Sia Rezaei, Machine Learning Solutions Engineer | August 16, 2022

Since the advent of the transformer architecture an ongoing area of research and development has been on techniques that allow transformers to process longer sequences. In this post we share our results on how extending sequence length helps to improve accuracy of GPT-2. We then show that with Cerebras’ technology it is now possible to increase sequence length by more than an order of magnitude without massive increases in computational intensity or compromising accuracy.


Today the use of Deep Learning for Natural Language Understanding (NLU) is delivering value to all kinds of real-world applications. The chances are you are interacting with multiple applications every day that are powered by NLU.

NLP vs NLU

The term NLU may be new to some readers. You might think of NLU as taking natural language processing (NLP) to the next level, to derive actual meaning and context from the source.

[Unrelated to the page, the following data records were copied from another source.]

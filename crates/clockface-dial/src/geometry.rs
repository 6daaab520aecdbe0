use clockface_engine::coords::{Vec2, Viewport};

/// Number of tick marks around the face, one per 6 degrees.
pub const TICK_COUNT: usize = 60;

const TICK_STEP_DEG: usize = 360 / TICK_COUNT;

/// Straight segment between two points in logical pixels.
#[derive(Debug, Copy, Clone, Default, PartialEq)]
pub struct LineSegment {
    pub start: Vec2,
    pub end: Vec2,
}

/// Layout-dependent geometry of a face.
///
/// Invariant: `ticks.len() == TICK_COUNT`. Tick `i` sits at `6 * i` degrees in
/// screen convention (0 = +X, clockwise), so index 0 is at 3 o'clock and
/// every fifth index lands on an hour position.
#[derive(Debug, Clone, PartialEq)]
pub struct FaceGeometry {
    radius: f32,
    center: Vec2,
    ticks: Vec<LineSegment>,
}

impl FaceGeometry {
    /// Computes geometry for a `width` x `height` area. Negative or non-finite
    /// sizes count as zero.
    pub fn new(width: f32, height: f32, tick_inner_ratio: f32) -> Self {
        let area = sanitized(width, height);
        let radius = area.min_side() / 2.0;
        let center = area.center();

        let inner = radius * tick_inner_ratio;
        let ticks = (0..360)
            .step_by(TICK_STEP_DEG)
            .map(|deg| {
                let dir = Vec2::from_screen_angle((deg as f32).to_radians());
                LineSegment { start: center + dir * inner, end: center + dir * radius }
            })
            .collect();

        Self { radius, center, ticks }
    }

    #[inline]
    pub fn radius(&self) -> f32 {
        self.radius
    }

    #[inline]
    pub fn center(&self) -> Vec2 {
        self.center
    }

    #[inline]
    pub fn ticks(&self) -> &[LineSegment] {
        &self.ticks
    }
}

fn sanitized(width: f32, height: f32) -> Viewport {
    let clamp = |v: f32| if v.is_finite() { v.max(0.0) } else { 0.0 };
    Viewport::new(clamp(width), clamp(height))
}

/// Holds the geometry of the last layout and rebuilds it only when the
/// radius changes.
#[derive(Debug, Clone)]
pub struct GeometryCache {
    geometry: Option<FaceGeometry>,
    tick_inner_ratio: f32,
}

impl GeometryCache {
    pub fn new(tick_inner_ratio: f32) -> Self {
        Self { geometry: None, tick_inner_ratio }
    }

    /// `None` until the first size is reported.
    #[inline]
    pub fn get(&self) -> Option<&FaceGeometry> {
        self.geometry.as_ref()
    }

    /// Rebuilds for a new size unless the resulting radius is unchanged.
    /// Returns whether a rebuild happened.
    ///
    /// The very first call always builds, even for a zero-sized area.
    pub fn rebuild_if_needed(&mut self, width: f32, height: f32) -> bool {
        let radius = sanitized(width, height).min_side() / 2.0;
        if self.geometry.as_ref().is_some_and(|g| g.radius == radius) {
            return false;
        }

        self.geometry = Some(FaceGeometry::new(width, height, self.tick_inner_ratio));
        log::debug!("face geometry rebuilt: {width}x{height}, radius {radius}");
        true
    }
}

#[cfg(test)]
mod tests {
    use super::*;

    fn approx(a: Vec2, b: Vec2) -> bool {
        (a.x - b.x).abs() < 1e-3 && (a.y - b.y).abs() < 1e-3
    }

    // ── FaceGeometry ──────────────────────────────────────────────────────

    #[test]
    fn radius_is_half_the_shorter_side() {
        for (w, h) in [(200.0, 200.0), (300.0, 120.0), (80.0, 500.0), (1.0, 0.0)] {
            let g = FaceGeometry::new(w, h, 0.95);
            assert_eq!(g.radius(), f32::min(w, h) / 2.0);
            assert_eq!(g.center(), Vec2::new(w / 2.0, h / 2.0));
            assert_eq!(g.ticks().len(), TICK_COUNT);
        }
    }

    #[test]
    fn first_tick_points_right_and_spans_outer_five_percent() {
        let g = FaceGeometry::new(200.0, 200.0, 0.95);
        let t = g.ticks()[0];
        assert!(approx(t.start, Vec2::new(195.0, 100.0)));
        assert!(approx(t.end, Vec2::new(200.0, 100.0)));
    }

    #[test]
    fn ticks_advance_clockwise_on_screen() {
        // 90 degrees in screen space is straight down (6 o'clock).
        let g = FaceGeometry::new(200.0, 200.0, 0.95);
        assert!(approx(g.ticks()[15].end, Vec2::new(100.0, 200.0)));
        assert!(approx(g.ticks()[45].end, Vec2::new(100.0, 0.0)));
    }

    #[test]
    fn every_tick_ends_on_the_rim() {
        let g = FaceGeometry::new(300.0, 120.0, 0.95);
        for t in g.ticks() {
            assert!((t.end.distance(g.center()) - 60.0).abs() < 1e-3);
            assert!((t.start.distance(g.center()) - 57.0).abs() < 1e-3);
        }
    }

    #[test]
    fn zero_size_is_degenerate_but_complete() {
        let g = FaceGeometry::new(0.0, 0.0, 0.95);
        assert_eq!(g.radius(), 0.0);
        assert_eq!(g.ticks().len(), TICK_COUNT);
        assert!(g.ticks().iter().all(|t| t.start == Vec2::zero() && t.end == Vec2::zero()));
    }

    #[test]
    fn negative_size_counts_as_zero() {
        let g = FaceGeometry::new(-10.0, 40.0, 0.95);
        assert_eq!(g.radius(), 0.0);
        assert_eq!(g.center(), Vec2::new(0.0, 20.0));

        let g = FaceGeometry::new(f32::NAN, 40.0, 0.95);
        assert_eq!(g.radius(), 0.0);
        assert_eq!(g.ticks().len(), TICK_COUNT);
    }

    // ── GeometryCache ─────────────────────────────────────────────────────

    #[test]
    fn first_rebuild_always_runs() {
        let mut cache = GeometryCache::new(0.95);
        assert!(cache.get().is_none());
        assert!(cache.rebuild_if_needed(0.0, 0.0));
        assert_eq!(cache.get().unwrap().ticks().len(), TICK_COUNT);
    }

    #[test]
    fn same_radius_keeps_tick_storage() {
        let mut cache = GeometryCache::new(0.95);
        cache.rebuild_if_needed(200.0, 200.0);
        let before = cache.get().unwrap().ticks().as_ptr();

        assert!(!cache.rebuild_if_needed(200.0, 200.0));
        // Different area, same shorter side: still the same radius.
        assert!(!cache.rebuild_if_needed(200.0, 640.0));
        assert_eq!(cache.get().unwrap().ticks().as_ptr(), before);
        // The center is part of the cached geometry and stays with it.
        assert_eq!(cache.get().unwrap().center(), Vec2::new(100.0, 100.0));
    }

    #[test]
    fn new_radius_rebuilds() {
        let mut cache = GeometryCache::new(0.95);
        cache.rebuild_if_needed(200.0, 200.0);
        assert!(cache.rebuild_if_needed(100.0, 300.0));
        let g = cache.get().unwrap();
        assert_eq!(g.radius(), 50.0);
        assert_eq!(g.center(), Vec2::new(50.0, 150.0));
        assert_eq!(g.ticks().len(), TICK_COUNT);
    }
}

Consider this sentence:

Please crack the window, it’s getting hot in here.

With NLP alone, the services of a glazier will probably be needed! NLU, by contrast, is able to infer that a little ventilation is needed.

The Rise of the Transformer

This proliferation of NLU has been mainly propelled by the surprising performance of the “attention-based” neural networks, such as the Transformer, GPT, and BERT in tasks such as question answering, translation, reasoning, and text generation. Even the researchers who made these networks were quite surprised by their abilities to generate coherent sentences or hold a conversation without it being painfully obvious that it is not a human.

Attention (or attention layer) is an architectural motif that enables neural networks to learn patterns over sets or sequences of tokens. Tokens could be words in a sentence in NLU applications or they could be atoms in a molecule for applications in molecular biology.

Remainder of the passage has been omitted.